Все же я настоял на своем и узнал, как форсировали Днепр, как закреплялись на правом берегу.

— Там место такое есть, — говорил Терентий Иванович неторопливо, глуховатым голосом, — Малые и Большие Бугры... Вот там все и было. Кто на лодке, на плоту, а то и на доске — все в дело шло. У кого бочка, то считалось хорошо, пока, правда, пуля не попадет...

Терентий Иванович замолчал, задумался.

— А как вот когда плыли? — спросил я, боясь, что дядя больше ничего не скажет. — Берега не видно?

— Ничего не видно, — ответил он. — Темнота, туманец как бы. Слышно только по-над водою: плюх! плюх! А то вскрикнет кто: «Ой!» И пошел бедняга. Да, заняли мы Малые Бугры, — продолжил Терентий Иванович несколько живее. — День лежали, потому как головы не поднять, а ночью взяли и Большие. Ну немцы, понятно, рвутся, скинуть хотят — отбиваемся. Артиллерия нам стала помогать: гатит по тем и гатит. Вот так и отстояли правый берег.

— А на пароме?

— Паром, это уже после, — сказал Терентий Иванович, улыбнувшись мне. — Я тогда был таким молодым, как ты сейчас. Рядовой, боец. Вызвал меня старшина и говорит: «Давай за обедом!» За обедом так за обедом: если о еде вспомнили, значит, дело веселее. Взял я термос и вещмешок, еще автомат у меня, и подался на левый берег. Тогда паром уже наладили. Да! Добрался, можно сказать, спокойно, а кухня в леске стояла. Насыпали мне в термос супу, хороший, с мясом, пшена дали на всю братву. Я закинул термос за спину, в левую руку вещмешок, а еще хлеб и автомат. И, само собой, на паром. Людей там набилось — стать негде. Ну, притулился я возле машины, а машина с пушечкой, и расчет ее. Отошли, значит, идем, тут налетел самолет, зараза, и не попал, а тот шофер как с ума сошел, рванул с парома. «Куда?! — кричат. — Куда?..» И матом на него... Нашло на него или как — не услышал, и так — кого подавил, кого в воду скинул. Паромщики, видать, были тертые ребята, веревки в воду кинули. А течение-то сильное. Уцепился я, держусь. А когда в воде оказался, автомат упустил, хлеб, а вот мешок с пшеном так зажал, что, когда вытащили, вырвать не могли. Смеялись: добрый, говорили, солдат, пшено не бросил... Вот такое было, — закончил Терентий Иванович. — Давай по чарочке, да расскажешь мне о хлопцах.
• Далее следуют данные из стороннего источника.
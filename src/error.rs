//! Pixel buffer error taxonomy.

use core::fmt;

/// Errors from pixel buffer operations.
///
/// Every error is reported synchronously to the caller of the operation
/// that detected it; nothing is swallowed or retried internally.
#[derive(Clone, Copy, Debug, PartialEq, Eq)]
#[non_exhaustive]
pub enum BufferError {
    /// Pixel coordinate, index, byte offset, or channel outside the
    /// buffer's bounds.
    OutOfRange,
    /// Two buffers were required to share a format but do not.
    FormatMismatch,
    /// Malformed construction input (sentinel format, undersized data,
    /// mismatched cubemap faces, ...).
    InvalidArgument,
    /// A sub-image's parent buffer object no longer exists.
    DanglingParent,
}

impl fmt::Display for BufferError {
    fn fmt(&self, f: &mut fmt::Formatter<'_>) -> fmt::Result {
        match self {
            Self::OutOfRange => write!(f, "coordinate, offset or channel out of range"),
            Self::FormatMismatch => write!(f, "buffer formats do not match"),
            Self::InvalidArgument => write!(f, "malformed construction input"),
            Self::DanglingParent => write!(f, "parent buffer no longer exists"),
        }
    }
}

impl core::error::Error for BufferError {}
//! Pixel buffer store: ownership, factories and addressing.
//!
//! [`ImageBuffer`] owns or shares a flat byte storage for a 2D pixel
//! grid. Storage is reference-counted so a parent buffer and its
//! sub-views can share bytes; the parent relation itself is a weak
//! link that never owns, so parent/child view graphs cannot cycle.
//!
//! Offsets come in two flavors. *Local* offsets address the buffer's
//! own logical pixel grid (`index * pixel_size`). For sub-views,
//! [`absolute_offset`](ImageBuffer::absolute_offset) composes the
//! origin chain up to the root ancestor and yields the offset into the
//! shared storage; for root buffers the two coincide.

use alloc::boxed::Box;
use alloc::rc::{Rc, Weak};
use alloc::vec;
use alloc::vec::Vec;
use core::cell::RefCell;
use core::fmt;
use core::mem;

use crate::error::BufferError;
use crate::format::Format;

// ---------------------------------------------------------------------------
// Storage
// ---------------------------------------------------------------------------

/// Byte storage with an optional release callback.
///
/// When the last sharing buffer drops, the bytes are either freed here
/// or handed back to an external owner through `release` (exactly once).
pub(crate) struct Storage {
    pub(crate) bytes: Vec<u8>,
    release: Option<Box<dyn FnOnce(Vec<u8>)>>,
}

impl Storage {
    fn owned(bytes: Vec<u8>) -> Self {
        Self {
            bytes,
            release: None,
        }
    }
}

impl Drop for Storage {
    fn drop(&mut self) {
        if let Some(release) = self.release.take() {
            release(mem::take(&mut self.bytes));
        }
    }
}
//! Per-pixel cursor and iteration.
//!
//! [`PixelView`] binds to one pixel's byte range and exposes typed
//! get/set in all three value domains regardless of the buffer's stored
//! domain — conversion happens at the access boundary. [`Pixels`]
//! walks every pixel in ascending row-major order.
//!
//! Validity contract: views and iterators stay valid across operations
//! that mutate bytes in place ([`clear`](crate::ImageBuffer::clear),
//! [`swap_channels`](crate::ImageBuffer::swap_channels), flips) but are
//! invalidated by anything that reallocates or changes geometry
//! ([`convert`](crate::ImageBuffer::convert),
//! [`resize`](crate::ImageBuffer::resize)) — re-acquire them afterwards.

use rgb::Rgba;

use crate::buffer::{ImageBuffer, RootGeometry};
use crate::error::BufferError;
use crate::format::{Channel, Domain};
use crate::value::{
    FloatValue, HdrValue, LdrValue, decode_channel, encode_channel, float_to_hdr, float_to_ldr,
    hdr_to_float, ldr_to_float,
};

/// Transient cursor over one pixel.
///
/// Holds the pixel's local offset plus its resolved offset into the
/// root storage (parent-chain translation happens once, when the view
/// is created).
pub struct PixelView<'a> {
    buffer: &'a ImageBuffer,
    index: usize,
    local_offset: usize,
    absolute_offset: usize,
    domain: Domain,
    channel_count: usize,
    channel_size: usize,
}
Мы долго говорили о сыновьях Терентия Ивановича, что там у них да как, потому что ничего милее этого разговора для него и нет. Я больше не спрашивал о войне, чувствуя, что Терентий Иванович ничего не расскажет, он и это-то поведал случайно, что ли...

Вернувшись тогда домой, в тесноту хаты, Терентий Иванович вскоре устроился кондуктором на товарных поездах. На железнодорожную станцию, которая была километрах в семи от деревни, он ходил пешком, как ходили тогда все — по выгону, мимо хат, мимо скотного двора и кузницы, а дальше — полем. Возвращался он точно так же, принося с собою незнакомый запах курного угля, смазки, дыма, иногда гостинцы: то кусок сахара, то макухи круг, а бывало — и конфет. Терентий Иванович был у нас единственным, кто зарабатывал, как говорили тогда, живые деньги, потому что и моя мать, и бабушка трудились в колхозе, где платили трудоднями, а точнее, вовсе не платили. И поэтому в нашей тесноте много говорилось о деньгах, о работе, о хлебе. Терентий Иванович рассказывал о порядках на станции, передавал услышанные там новости. Время тогда было нелегкое, и люди жили ожиданием чего-то прекрасного, что должно было непременно прийти после войны, а поэтому рождалось множество слухов и догадок. Все это я понял после, как и убедился — люди охотнее всего говорят о том, что им хотелось бы увидеть или услышать, как бы им хотелось жить.